Trump “talked a lot about manufacturing, but the policies he engaged in were predictably damaging to manufacturing,” Hicks said. “As a result of the tariffs his administration imposed, “people buy less [manufactured goods], and if they buy less of them, that causes lower demand for employment.”
Whether Trump wins reelection come November — and is free to continue his trade wars — could have an outsize impact on the U.S. manufacturing workforce, particularly given the sector’s relatively modest job gains since February.

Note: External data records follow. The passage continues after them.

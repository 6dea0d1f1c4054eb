use serde_json::{json, Value};
use tracing::warn;

use crate::alerts::Alert;

/// Serialization-safe projection of an alert for network broadcast. The
/// `metrics` subset is replaced by an error marker when it cannot be encoded
/// or is larger than `max_metrics_bytes`.
pub fn safe_alert(alert: &Alert, max_metrics_bytes: usize) -> Value {
    let metrics = match serde_json::to_string(&alert.metrics) {
        Ok(encoded) if encoded.len() <= max_metrics_bytes => alert.metrics.clone(),
        Ok(encoded) => json!({
            "error": "metrics too large to broadcast",
            "bytes": encoded.len(),
        }),
        Err(e) => json!({ "error": format!("metrics not serializable: {}", e) }),
    };

    let mut copy = alert.clone();
    copy.metrics = Value::Null;
    match serde_json::to_value(&copy) {
        Ok(mut value) => {
            value["metrics"] = metrics;
            value
        }
        Err(e) => {
            warn!(alert_id = %alert.id, error = %e, "Alert not serializable, sending summary only");
            json!({
                "id": alert.id,
                "ruleId": alert.rule_id,
                "ruleName": alert.rule_name,
                "severity": alert.severity,
                "status": alert.status,
                "metrics": { "error": "alert not serializable" },
            })
        }
    }
}

#[cfg(test)]
mod tests {
    use super::*;
    use crate::rules::Rule;

    fn alert(metrics: Value) -> Alert {
        let rule: Rule = serde_json::from_value(json!({
            "id": "cpu_high", "name": "High CPU", "type": "threshold",
            "query": "system_cpu_usage", "condition": ">", "threshold": 80
        }))
        .unwrap();
        Alert::from_rule(&rule, "prometheus", 85.0, metrics)
    }

    #[test]
    fn test_safe_copy_keeps_small_metrics() {
        let alert = alert(json!({ "system_cpu_usage": 85 }));
        let copy = safe_alert(&alert, 1024);

        assert_eq!(copy["id"], json!(alert.id));
        assert_eq!(copy["ruleId"], json!("cpu_high"));
        assert_eq!(copy["status"], json!("firing"));
        assert_eq!(copy["metrics"], json!({ "system_cpu_usage": 85 }));
    }

    #[test]
    fn test_safe_copy_replaces_oversized_metrics() {
        let big: Vec<u32> = (0..500).collect();
        let alert = alert(json!({ "samples": big }));
        let copy = safe_alert(&alert, 64);

        assert_eq!(copy["metrics"]["error"], json!("metrics too large to broadcast"));
        assert!(copy["metrics"]["bytes"].as_u64().unwrap() > 64);
        assert_eq!(copy["ruleName"], json!("High CPU"));
    }
}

“The returns from layoffs are probably over,” Hicks said. “And so if that’s the case, if we see a second term of the Trump presidency, I would expect manufacturing employment to not be able to crawl back to what it was at the end of the Obama administration.”
When workers lose their jobs in manufacturing, they are most likely to be rehired in the service industry, economists say. It’s often lower-skilled workers who are the first to go, particularly when displaced by automation — and when they do, low levels of education and barriers to relocation mean that they typically end up working in restaurants.
“For 30 years, manufacturing workers have been continually dislocated by robotics and wind up working in service jobs, or moving into nonparticipation,” Muro said. ”The older they were at the time of dislocation, the less likely they have been to rejoin the workforce.”
Between 2000 and February 2020, manufacturing lost about 5 million jobs. Over the same time period, the food services industry gained roughly the same amount, per Labor Department statistics.
“Almost person-for-person that we lost in manufacturing, we gained in restaurants,” William Spriggs, AFL-CIO’s chief economist, said.
The associated drop in wages — manufacturing workers made an average of $28.78 an hour in July, while food service employees made an average of $15.50 — has served to exacerbate economic inequality, Spriggs said.
“The slide, if people leave that industry, seems to be that they don’t end up in some other high-wage industry,” Spriggs said.